In an interview to CNBC-TV18, Daljeet Kohli, India-Nivesh Securities spoke about different sectors and his favourite picks.
Below is the verbatim transcript of his interview on the channel
Q: Let us start with Cadila Helathcare as pharma stocks are doing so well, why do you like Cadila?
A: Cadila stock has actually been de-rated in the last two years. There were definite fundamental reasons for that de-rating because the company’s margins had come down from 21 percent to almost 16.5 percent, mainly because of domestic pricing policy last year and before that their Moraiya facility was under problems with the US FDA. So, they did not get approvals in time and therefore, the margins kept coming down. Also, they acquired a company called Biochem which also resulted in lower margins for the company.
Now, why we have turned bullish just after this quarter numbers is purely because these reasons have turned around for them that now the domestic business has stablised perhaps the last quarter was the worst quarter. Some impact of this new pricing policy will be negative in this quarter also but that has stabilised now. From here on, the company will start getting uptick in domestic margins.
On the international front, they have filed around 190 filings with US FDA, 80 are approved rest are unapproved. Again, because now Moraiya is out of this US FDA problem they are likely to get more approvals in next two to six months. This is a story for another 1-1.5 year where we will see company going back to the normal trajectory of 20 plus margins and that will result in re-rating of the stock.
Currently, the stock is trading at a very cheap valuation of almost 16 times of FY15 whereas it used to trade around 18-20 times. If we see that trajectory coming back, I am sure their valuation will also come back on that line and therefore, the stock will have a huge upside potential from here. Currently, we are giving a target of Rs 913 and over the period, as things progress, this will move upwards as well.Q: I will next go to the financial or the NBFC space; LIC Housing Finance, how would you rate that stock?

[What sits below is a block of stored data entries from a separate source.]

use serde_json::Value;
use std::sync::Arc;
use tracing::{debug, warn};

use crate::format::format_result;
use crate::mcp::RemoteTools;
use crate::resolver::ToolInvocation;

/// Outcome of one invocation. Transient: produced per invocation,
/// rendered, then discarded.
#[derive(Debug, Clone)]
pub struct InvocationResult {
    pub success: bool,
    pub tool_name: String,
    pub data: Option<Value>,
    pub error: Option<String>,
    pub formatted: Option<String>,
}

impl InvocationResult {
    pub fn ok(tool_name: impl Into<String>, data: Value) -> Self {
        let tool_name = tool_name.into();
        let formatted = format_result(&tool_name, &data);
        Self {
            success: true,
            tool_name,
            data: Some(data),
            error: None,
            formatted: Some(formatted),
        }
    }

    pub fn failed(tool_name: impl Into<String>, error: impl Into<String>) -> Self {
        Self {
            success: false,
            tool_name: tool_name.into(),
            data: None,
            error: Some(error.into()),
            formatted: None,
        }
    }
}

/// Runs resolved invocations against the remote endpoint, strictly one
/// after another. Each outcome is captured independently; a failure never
/// aborts the rest of the batch.
pub struct ToolExecutor {
    remote: Arc<dyn RemoteTools>,
}

impl ToolExecutor {
    pub fn new(remote: Arc<dyn RemoteTools>) -> Self {
        Self { remote }
    }

    /// One-shot status line announcing the batch, built from each
    /// invocation's reasoning.
    pub fn progress_notice(invocations: &[ToolInvocation]) -> String {
        let doing: Vec<&str> = invocations
            .iter()
            .map(|inv| inv.reasoning.as_str())
            .filter(|r| !r.is_empty())
            .collect();
        if doing.is_empty() {
            "Working on it...".to_string()
        } else {
            format!("Working on it: {}", doing.join(", "))
        }
    }

    pub async fn execute(&self, invocation: &ToolInvocation) -> InvocationResult {
        debug!(tool = %invocation.tool_name, "Executing invocation");
        let arguments = Value::Object(invocation.arguments.clone());

        match self.remote.call_tool(&invocation.tool_name, arguments).await {
            Ok(data) => InvocationResult::ok(&invocation.tool_name, data),
            Err(e) => {
                warn!(tool = %invocation.tool_name, error = %e, "Invocation failed");
                InvocationResult::failed(&invocation.tool_name, e.to_string())
            }
        }
    }

    /// Executes a batch sequentially, preserving resolver order in the
    /// returned results.
    pub async fn execute_all(&self, invocations: &[ToolInvocation]) -> Vec<InvocationResult> {
        let mut results = Vec::with_capacity(invocations.len());
        for invocation in invocations {
            results.push(self.execute(invocation).await);
        }
        results
    }
}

A: LIC Housing Finance is a slightly contrarian pick within the NBFC space because whenever I talk about this to all their clients, the first question that comes is that this company does not have any source of funding which is cheap. They are actually dependent on market borrowings and there is so much of volatility there and so, how will they maintain their margins. This is not the first time they are going through this phase. They have been here for a very long time. They have a very strong pedigree, they have LIC backing and so, all those issues can be tackled.
Why I am bullish on this stock is that there is a big trigger point. They are one of the strong contenders for bank licence. I don’t know whether they will get it or not but they are definitely one of the strong contenders. What does a bank licence do for them? For others who are in that list there are many ifs and buts and whether positives or negatives. For them, there is only one thing which is positive because that gives them an opening to the cheap source of funding and LIC has a lot of big float available.
Even if they get a very miniscule percentage of that, it will also come to them and will be a big advantage for them. So, the stock is right for a re-rating depending upon the newsflow. Even if that re-rating doesn’t happen, you are buying a housing finance company at 1.1-1.2 times of adjusted book value which by all standards is very cheap. So, it will remain inline for a very long time. There is no question on the fundamentals or the long-term growth of the company. Valuation is cheap and in your favour and so, you should be buying this stock. Q: Take us through your price levels and targets for Coromandel?
A: For Coromandel, the target is Rs 279. The basic trigger point here is that import parity price is now in favour of them because of rupee depreciation. So, it is good for domestic users to buy from them rather than import and they are benefiting from that. Also, monsoon is a beneficiary for them.
Q: Will monsoon also be a reason for United Phosphorus? What are the levels there?
A: For United Phosphorous the level is Rs 217; the first target and then it has a potential to go up. Monsoon is one reason but main reason for them is that they are so well diversified, they are available in 40 countries across the world and everywhere this time, they have the weather in favour of them and therefore, the demand is good for them everywhere.
Q: Your last two picks are Oil India and Aditya Birla (AB) Nuvo. Can you just take us through your targets on this and the timeframe?
A: For Oil India the target is Rs 672. This is a play on gas pricing. Around 10 percent comes for Oil India from gas and once the gas price goes up they are a very clear beneficiary of that which will lead to re-rating plus a good dividend yield company.
AB Nuvo is a store value of money. It is a play on all consumption themes; financials and retail as well as telecom. We are seeing a lot of things happening in all these three sectors. All of them benefit. Only problem with that is that they need to unlock this value. So, management has to do a lot there but there is a big potential there, Rs 1506 is the target in AB Nuvo.